N’ayant pas réussi à gérer le tournant de la distribution dans les supermarchés, la brasserie fusionne en 1979 avec Artois, avant que l’emblématique bâtiment de production de Forest ne ferme ses portes en 1989 (pour devenir aujourd’hui le centre d’art contemporain Wiels).

Ce succès brassicole s’est accompagné, au fil du temps, d’investissements immobiliers judicieux et de bon goût : l’hôtel Métropole, place de Brouckère, ou encore le cinéma Métropole, situé au dos. Le dernier directeur de la brasserie, Thierry Rotthier, qui a épousé une Wielemans, s’est aujourd’hui retiré des affaires pour couler des jours heureux en Uruguay.

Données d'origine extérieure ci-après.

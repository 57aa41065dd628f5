//! Tests for the memoizing layout controller

use std::rc::Rc;

use rstest::{fixture, rstest};

use treelayout::application::LayoutController;
use treelayout::domain::{
    Bound, DomainError, Flow, Identifier, LayoutConfig, Orientation, TreeBuilder, TreeNode,
    TreeNodeRef,
};

#[fixture]
fn tree() -> TreeNodeRef {
    TreeBuilder::new(1, "Root")
        .leaf(2, "A")
        .child(TreeBuilder::new(3, "B").leaf(4, "C"))
        .build()
}

#[fixture]
fn controller(tree: TreeNodeRef) -> LayoutController {
    LayoutController::new().with_root(tree)
}

#[test]
fn given_new_controller_when_reading_then_defaults_and_no_outputs() {
    let controller = LayoutController::new();

    assert!(controller.root().is_none());
    assert_eq!(controller.orientation(), Orientation::Horizontal);
    assert_eq!(controller.flow(), Flow::Horizontal);
    assert_eq!(controller.node_width(), 120.0);
    assert_eq!(controller.node_height(), 60.0);
    assert_eq!(controller.space_x(), 20.0);
    assert_eq!(controller.space_y(), 80.0);
    assert!(controller.measured_root().is_none());
    assert!(controller.positioned_root().is_none());
    assert!(controller.canvas_bound().is_none());
}

#[rstest]
fn given_unchanged_inputs_when_reading_twice_then_returns_cached_values(controller: LayoutController) {
    let m1 = controller.measured_root().unwrap();
    let p1 = controller.positioned_root().unwrap();
    let b1 = controller.canvas_bound().unwrap();

    let m2 = controller.measured_root().unwrap();
    let p2 = controller.positioned_root().unwrap();
    let b2 = controller.canvas_bound().unwrap();

    assert!(Rc::ptr_eq(&m1, &m2));
    assert!(Rc::ptr_eq(&p1, &p2));
    assert_eq!(b1, b2);
}

#[rstest]
#[case::node_width(|c: &mut LayoutController| c.set_node_width(100.0))]
#[case::node_height(|c: &mut LayoutController| c.set_node_height(40.0))]
#[case::space_x(|c: &mut LayoutController| c.set_space_x(10.0))]
#[case::space_y(|c: &mut LayoutController| c.set_space_y(30.0))]
#[case::orientation(|c: &mut LayoutController| c.set_orientation(Orientation::Vertical).unwrap())]
#[case::config(|c: &mut LayoutController| c.set_config(LayoutConfig { node_width: 50.0, ..LayoutConfig::default() }))]
fn given_changed_input_when_reading_then_recomputes(
    mut controller: LayoutController,
    #[case] change: fn(&mut LayoutController),
) {
    let m1 = controller.measured_root().unwrap();
    let p1 = controller.positioned_root().unwrap();
    let b1 = controller.canvas_bound().unwrap();

    change(&mut controller);

    let m2 = controller.measured_root().unwrap();
    let p2 = controller.positioned_root().unwrap();
    let b2 = controller.canvas_bound().unwrap();

    assert!(!Rc::ptr_eq(&m1, &m2));
    assert!(!Rc::ptr_eq(&p1, &p2));
    assert_ne!(b1, b2);
}

#[rstest]
fn given_same_value_set_again_when_reading_then_cache_survives(mut controller: LayoutController) {
    let p1 = controller.positioned_root().unwrap();

    controller.set_space_x(controller.space_x());
    controller.set_orientation(Orientation::Horizontal).unwrap();

    let p2 = controller.positioned_root().unwrap();
    assert!(Rc::ptr_eq(&p1, &p2));
}

#[rstest]
fn given_structurally_equal_new_root_when_set_then_recomputes(mut controller: LayoutController, tree: TreeNodeRef) {
    let p1 = controller.positioned_root().unwrap();

    // same content, different allocation
    let copy = Rc::new(TreeNode::clone(&tree));
    controller.set_root(Some(copy));

    let p2 = controller.positioned_root().unwrap();
    assert!(!Rc::ptr_eq(&p1, &p2));
    assert_eq!(p1.bound, p2.bound);
}

#[rstest]
fn given_root_cleared_when_reading_then_outputs_absent(mut controller: LayoutController) {
    assert!(controller.positioned_root().is_some());

    controller.set_root(None);

    assert!(controller.measured_root().is_none());
    assert!(controller.positioned_root().is_none());
    assert!(controller.canvas_bound().is_none());
}

#[rstest]
fn given_radial_orientation_when_set_then_rejected_and_previous_kept(mut controller: LayoutController) {
    controller.set_orientation(Orientation::Vertical).unwrap();
    let before = controller.positioned_root().unwrap();

    let result = controller.set_orientation(Orientation::Radial);

    assert_eq!(
        result,
        Err(DomainError::UnsupportedOrientation(Orientation::Radial))
    );
    assert_eq!(controller.orientation(), Orientation::Vertical);
    assert!(Rc::ptr_eq(&before, &controller.positioned_root().unwrap()));
}

#[test]
fn given_radial_orientation_when_constructing_then_rejected() {
    let result = LayoutController::from_config(LayoutConfig::default(), Orientation::Radial);
    assert!(matches!(
        result,
        Err(DomainError::UnsupportedOrientation(Orientation::Radial))
    ));
}

#[rstest]
fn given_orientation_change_when_reading_then_positions_use_new_flow(mut controller: LayoutController) {
    let horizontal = controller.positioned_root().unwrap();

    controller.set_orientation(Orientation::Vertical).unwrap();
    let vertical = controller.positioned_root().unwrap();

    // vertical root sits in the first column
    assert_eq!(vertical.bound.x, controller.space_x() / 2.0);
    assert_ne!(horizontal.bound, vertical.bound);
    assert_eq!(
        vertical.connections[0].x1,
        vertical.bound.x + vertical.bound.width
    );
}

#[rstest]
fn given_insert_when_applied_then_new_root_shares_untouched_subtrees(tree: TreeNodeRef) {
    let mut controller = LayoutController::new().with_root(tree.clone());
    let p1 = controller.positioned_root().unwrap();

    let updated = controller
        .insert_child(&Identifier::Int(3), TreeNode::new(5, "D"))
        .unwrap();

    assert!(!Rc::ptr_eq(&updated, &tree));
    assert!(Rc::ptr_eq(controller.root().unwrap(), &updated));
    // subtree "A" is untouched and shared
    assert!(Rc::ptr_eq(&updated.children()[0], &tree.children()[0]));
    // input tree unchanged
    assert_eq!(tree.children()[1].children().len(), 1);

    let b = &updated.children()[1];
    assert_eq!(b.children().len(), 2);
    assert_eq!(b.children()[1].parent, Some(Identifier::Int(3)));

    let p2 = controller.positioned_root().unwrap();
    assert!(!Rc::ptr_eq(&p1, &p2));
    assert_eq!(p2.node_count(), 5);
}

#[rstest]
fn given_unknown_parent_when_inserting_then_error_and_root_unchanged(tree: TreeNodeRef) {
    let mut controller = LayoutController::new().with_root(tree.clone());
    let result = controller.insert_child(&Identifier::Int(99), TreeNode::new(5, "D"));

    assert_eq!(result, Err(DomainError::ParentNotFound(Identifier::Int(99))));
    assert!(Rc::ptr_eq(controller.root().unwrap(), &tree));
}

#[rstest]
fn given_duplicate_id_when_inserting_then_rejected(mut controller: LayoutController) {
    let result = controller.insert_child(&Identifier::Int(1), TreeNode::new(4, "again"));
    assert_eq!(result, Err(DomainError::DuplicateId(Identifier::Int(4))));
}

#[test]
fn given_zero_spacing_when_reading_then_layout_still_computed() {
    let mut controller = LayoutController::new().with_root(
        TreeBuilder::new(1, "Root").leaf(2, "A").leaf(3, "B").build(),
    );
    controller.set_space_x(0.0);
    controller.set_space_y(0.0);

    let placed = controller.positioned_root().unwrap();

    assert_eq!(placed.children[1].bound.x, 120.0);
    assert_eq!(controller.canvas_bound().unwrap(), Bound::new(0.0, 0.0, 240.0, 120.0));
}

DE PAUW Les barons du béton

Charly De Pauw était l’un des plus importants promoteurs immobiliers bruxellois dans les années 1960 et 1970. Il a considérablement redessiné le quartier Nord. Un de ses projets, à l’époque, était de construire 54 tours dans le quartier. Au grand désarroi des riverains. Des travaux qui ont fait des De Pauw l’une des familles les plus riches de Bruxelles. Elle est toujours propriétaire des fameuses tours WTC.

L’homme était également le roi du parking, avec son vieux complice Claude De Clercq. Les familles De Clercq et De Pauw ont cru dès le début aux parkings urbains, malgré quelques problèmes au démarrage. La société Interparking deviendra vite un vrai succès financier. Aujourd’hui, le petit-fils de Charly De Pauw, Charles, est toujours englué dans un procès lié à l’un des plus importants carrousels à la TVA en Belgique.

La fibre entrepreneuriale des LE HODEY & COPPÉE

Entrepreneur un jour, entrepreneur toujours. Les le Hodey et Coppée pourraient en faire leur slogan familial. Tant ils sont encore présents dans la sphère économique bruxelloise. Certains ayant même encore cette dose d’influence, si rare dans la capitale, qui permet de peser sur une décision.

Que reste-t-il aujourd’hui de l’empire Coppée, la famille par laquelle tout a démarré ? Rien ou presque. Elle fut pourtant un des fleurons de notre économie pendant un siècle. Tout commence au début du XIXe siècle quand Evence Coppée dépose un brevet de fabrication de goudron et développe une activité de transformation chimique. Le groupe va alors se diversifier lors des quatre générations suivantes, se lançant dans des activités de charbonnages, de fabrication de fours à coke, de sidérurgie, de chimie, d’agroalimentaire et de biotechnologie. Un modèle de diversification qui en fera un vrai empire financier.

En 1980, la fusion avec les ciments Lafarge donne naissance au Groupe Lafarge Coppée. Le début de la fin. Les familles se détacheront du groupe au fil des années, à l’exception de Patrice le Hodey qui restera administrateur jusqu’en 2005. Notons que la famille le Hodey est entrée dans le groupe dans les années 1950 par le biais du mariage d’Evence III et de Philippe le Hodey.

Les héritiers sont encore présents dans l’un ou l’autre domaine. Chez les le Hodey, François est la tête du groupe de médias IPM (La Libre Belgique, la DH…), Patrice est administrateur de grandes entreprises et Philippe est actif dans l’immobilier. La famille a également investi dans de nombreuses autres activités telles que la Compagnie du Lit ou Traxxeo. Chez les Coppée, Benoit (Investsud), Evence-Charles (LTKfarma) et Grégoire (Green Attitude) sont tous à la tête d’une société d’envergure, même s’ils sont moins sous les feux de la rampe.